- [WORK ITEM]: Extract, from the listing that follows, each line containing the word "ImageSpec".
*** EXTRACTED DATA ***
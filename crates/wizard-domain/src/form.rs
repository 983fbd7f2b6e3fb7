//! Form description document consumed by the generator.

use std::collections::HashSet;
use std::fmt;

use serde::{de::Deserializer, Deserialize, Serialize};

/// Top-level description of a multi-page study form.
#[derive(Debug, Clone, Default, PartialEq, Serialize, Deserialize)]
pub struct FormDocument {
    #[serde(default)]
    pub title: String,
    #[serde(default)]
    pub description: Option<String>,
    #[serde(default)]
    pub pages: Vec<Page>,
}

impl FormDocument {
    pub fn new(title: impl Into<String>) -> Self {
        Self {
            title: title.into(),
            description: None,
            pages: Vec::new(),
        }
    }

    pub fn with_description(mut self, description: impl Into<String>) -> Self {
        self.description = Some(description.into());
        self
    }

    pub fn with_page(mut self, page: Page) -> Self {
        self.pages.push(page);
        self
    }

    pub fn total_pages(&self) -> u32 {
        self.pages.len() as u32
    }

    pub fn page(&self, number: u32) -> Option<&Page> {
        self.pages.iter().find(|page| page.page_number == number)
    }

    pub fn question_count(&self) -> usize {
        self.pages.iter().map(|page| page.questions.len()).sum()
    }

    /// Detects structural anomalies that the generator tolerates but a form
    /// author would want to know about.
    pub fn warnings(&self) -> Vec<String> {
        let mut warnings = Vec::new();
        if self.pages.is_empty() {
            warnings.push("form has no pages".to_string());
        }

        let mut seen_pages = HashSet::new();
        let mut seen_questions = HashSet::new();
        for (index, page) in self.pages.iter().enumerate() {
            let expected = index as u32 + 1;
            if page.page_number != expected {
                warnings.push(format!(
                    "page at position {} is numbered {} (expected {})",
                    expected, page.page_number, expected
                ));
            }
            if !seen_pages.insert(page.page_number) {
                warnings.push(format!("page number {} is used twice", page.page_number));
            }
            for question in &page.questions {
                if !seen_questions.insert(question.id.as_str()) {
                    warnings.push(format!(
                        "question {} on page {} reuses an existing id",
                        question.id, page.page_number
                    ));
                }
                if let QuestionType::Unsupported(kind) = &question.kind {
                    warnings.push(format!(
                        "question {} on page {} has unsupported type `{}`",
                        question.id, page.page_number, kind
                    ));
                }
                if question.kind == QuestionType::Scale && question.scale.is_none() {
                    warnings.push(format!(
                        "scale question {} on page {} has no bounds",
                        question.id, page.page_number
                    ));
                }
            }
        }
        warnings
    }
}

/// One screen of the wizard.
#[derive(Debug, Clone, Default, PartialEq, Serialize, Deserialize)]
#[serde(rename_all = "camelCase")]
pub struct Page {
    pub page_number: u32,
    #[serde(default)]
    pub title: String,
    #[serde(default)]
    pub description: Option<String>,
    #[serde(default)]
    pub questions: Vec<Question>,
}

impl Page {
    pub fn new(page_number: u32, title: impl Into<String>) -> Self {
        Self {
            page_number,
            title: title.into(),
            description: None,
            questions: Vec::new(),
        }
    }

    pub fn with_description(mut self, description: impl Into<String>) -> Self {
        self.description = Some(description.into());
        self
    }

    pub fn with_question(mut self, question: Question) -> Self {
        self.questions.push(question);
        self
    }
}

/// A single prompt with a type-specific answer widget.
#[derive(Debug, Clone, PartialEq, Serialize, Deserialize)]
#[serde(rename_all = "camelCase")]
pub struct Question {
    #[serde(deserialize_with = "deserialize_question_id")]
    pub id: String,
    #[serde(default)]
    pub title: String,
    #[serde(default)]
    pub description: Option<String>,
    #[serde(default)]
    pub required: bool,
    #[serde(rename = "type")]
    pub kind: QuestionType,
    #[serde(default)]
    pub options: Vec<ChoiceOption>,
    #[serde(default)]
    pub has_other: bool,
    #[serde(default, skip_serializing_if = "Option::is_none")]
    pub scale: Option<ScaleSpec>,
    #[serde(default, skip_serializing_if = "Option::is_none")]
    pub image: Option<ImageSpec>,
}

impl Question {
    pub fn new(id: impl Into<String>, title: impl Into<String>, kind: QuestionType) -> Self {
        Self {
            id: id.into(),
            title: title.into(),
            description: None,
            required: false,
            kind,
            options: Vec::new(),
            has_other: false,
            scale: None,
            image: None,
        }
    }

    pub fn required(mut self) -> Self {
        self.required = true;
        self
    }

    pub fn with_description(mut self, description: impl Into<String>) -> Self {
        self.description = Some(description.into());
        self
    }

    pub fn with_options<I, S>(mut self, values: I) -> Self
    where
        I: IntoIterator<Item = S>,
        S: Into<String>,
    {
        self.options = values.into_iter().map(ChoiceOption::new).collect();
        self
    }

    pub fn with_other(mut self) -> Self {
        self.has_other = true;
        self
    }

    pub fn with_scale(mut self, scale: ScaleSpec) -> Self {
        self.scale = Some(scale);
        self
    }

    /// Whether the question renders at least one answer-bearing element.
    pub fn is_answerable(&self) -> bool {
        matches!(
            self.kind,
            QuestionType::Text | QuestionType::Checkbox | QuestionType::Radio | QuestionType::Scale
        )
    }
}

/// Question kinds understood by the generator. Anything else is carried
/// through verbatim and skipped at render time.
#[derive(Debug, Clone, PartialEq, Eq, Hash, Serialize, Deserialize)]
#[serde(from = "String", into = "String")]
pub enum QuestionType {
    Text,
    Checkbox,
    Radio,
    Scale,
    SectionHeader,
    Image,
    Unsupported(String),
}

impl QuestionType {
    pub fn as_str(&self) -> &str {
        match self {
            QuestionType::Text => "text",
            QuestionType::Checkbox => "checkbox",
            QuestionType::Radio => "radio",
            QuestionType::Scale => "scale",
            QuestionType::SectionHeader => "section_header",
            QuestionType::Image => "image",
            QuestionType::Unsupported(kind) => kind,
        }
    }
}

impl From<String> for QuestionType {
    fn from(value: String) -> Self {
        match value.trim().to_ascii_lowercase().as_str() {
            "text" => QuestionType::Text,
            "checkbox" => QuestionType::Checkbox,
            "radio" => QuestionType::Radio,
            "scale" => QuestionType::Scale,
            "section_header" => QuestionType::SectionHeader,
            "image" => QuestionType::Image,
            _ => QuestionType::Unsupported(value),
        }
    }
}

impl From<QuestionType> for String {
    fn from(value: QuestionType) -> Self {
        value.as_str().to_string()
    }
}

impl fmt::Display for QuestionType {
    fn fmt(&self, f: &mut fmt::Formatter<'_>) -> fmt::Result {
        f.write_str(self.as_str())
    }
}

#[derive(Debug, Clone, PartialEq, Serialize, Deserialize)]
#[serde(rename_all = "camelCase")]
pub struct ChoiceOption {
    pub value: String,
    #[serde(default)]
    pub is_other: bool,
    #[serde(default, skip_serializing_if = "Option::is_none")]
    pub go_to_page: Option<String>,
}

impl ChoiceOption {
    pub fn new(value: impl Into<String>) -> Self {
        Self {
            value: value.into(),
            is_other: false,
            go_to_page: None,
        }
    }
}

/// Bounds and end labels of a linear scale question.
#[derive(Debug, Clone, PartialEq, Eq, Serialize, Deserialize)]
#[serde(rename_all = "camelCase")]
pub struct ScaleSpec {
    pub lower_bound: i32,
    pub upper_bound: i32,
    #[serde(default)]
    pub lower_label: Option<String>,
    #[serde(default)]
    pub upper_label: Option<String>,
}

impl ScaleSpec {
    pub fn new(lower_bound: i32, upper_bound: i32) -> Self {
        Self {
            lower_bound,
            upper_bound,
            lower_label: None,
            upper_label: None,
        }
    }

    pub fn with_labels(mut self, lower: impl Into<String>, upper: impl Into<String>) -> Self {
        self.lower_label = Some(lower.into());
        self.upper_label = Some(upper.into());
        self
    }

    /// Inclusive list of selectable values; empty when the bounds are inverted.
    pub fn values(&self) -> Vec<i32> {
        (self.lower_bound..=self.upper_bound).collect()
    }
}

#[derive(Debug, Clone, Default, PartialEq, Serialize, Deserialize)]
#[serde(rename_all = "camelCase")]
pub struct ImageSpec {
    #[serde(default)]
    pub url: Option<String>,
    #[serde(default)]
    pub alt_text: Option<String>,
    #[serde(default)]
    pub width: Option<u32>,
}

/// Hosted form exports carry numeric item ids; hand-written documents tend to
/// use strings. Both end up as the textual id used in element keys.
fn deserialize_question_id<'de, D>(deserializer: D) -> Result<String, D::Error>
where
    D: Deserializer<'de>,
{
    #[derive(Deserialize)]
    #[serde(untagged)]
    enum RawId {
        Text(String),
        Integer(i64),
        Float(f64),
    }

    Ok(match RawId::deserialize(deserializer)? {
        RawId::Text(value) => value,
        RawId::Integer(value) => value.to_string(),
        RawId::Float(value) => value.to_string(),
    })
}

#[cfg(test)]
mod tests {
    use super::*;

    #[test]
    fn parses_exported_document_with_numeric_ids() {
        let json = r#"{
            "title": "Study",
            "description": "Intro",
            "pages": [{
                "pageNumber": 1,
                "title": "Page 1",
                "description": "",
                "questions": [
                    {"id": 2138434720, "title": "I agree", "description": null,
                     "required": true, "type": "checkbox",
                     "options": [{"value": "Yes", "isOther": false}]},
                    {"id": "77", "title": "Rating", "required": false, "type": "scale",
                     "options": [],
                     "scale": {"lowerBound": 1, "upperBound": 5,
                               "lowerLabel": "Bad", "upperLabel": "Good"}},
                    {"id": 5, "title": "When", "type": "date"}
                ]
            }]
        }"#;

        let doc: FormDocument = serde_json::from_str(json).expect("parse form");
        let questions = &doc.pages[0].questions;

        assert_eq!(questions[0].id, "2138434720");
        assert_eq!(questions[0].kind, QuestionType::Checkbox);
        assert_eq!(questions[1].scale.as_ref().map(ScaleSpec::values), Some(vec![1, 2, 3, 4, 5]));
        assert_eq!(questions[2].kind, QuestionType::Unsupported("date".into()));
        assert!(!questions[2].is_answerable());
    }

    #[test]
    fn question_type_serializes_back_to_its_tag() {
        let question = Question::new("9", "Header", QuestionType::SectionHeader);
        let value = serde_json::to_value(&question).expect("serialize");
        assert_eq!(value["type"], "section_header");
        assert_eq!(value["hasOther"], false);
    }

    #[test]
    fn warnings_flag_gaps_duplicates_and_unknown_types() {
        let doc = FormDocument::new("Broken")
            .with_page(Page::new(1, "One").with_question(Question::new(
                "1",
                "A",
                QuestionType::Text,
            )))
            .with_page(
                Page::new(3, "Three")
                    .with_question(Question::new("1", "Again", QuestionType::Text))
                    .with_question(Question::new("2", "Rate", QuestionType::Scale))
                    .with_question(Question::new(
                        "3",
                        "Pick",
                        QuestionType::Unsupported("dropdown".into()),
                    )),
            );

        let warnings = doc.warnings();

        assert_eq!(warnings.len(), 4, "{warnings:?}");
        assert!(warnings[0].contains("numbered 3"));
        assert!(warnings[1].contains("reuses"));
        assert!(warnings[2].contains("no bounds"));
        assert!(warnings[3].contains("`dropdown`"));
    }

    #[test]
    fn well_formed_document_has_no_warnings() {
        let doc = FormDocument::new("Fine")
            .with_page(Page::new(1, "One"))
            .with_page(Page::new(2, "Two"));
        assert!(doc.warnings().is_empty());
        assert_eq!(doc.total_pages(), 2);
        assert_eq!(doc.page(2).map(|page| page.title.as_str()), Some("Two"));
    }
}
*** End of EXTRACTED DATA ***
- [WRITTEN SOLUTION]:
    pub image: Option<ImageSpec>,
pub struct ImageSpec {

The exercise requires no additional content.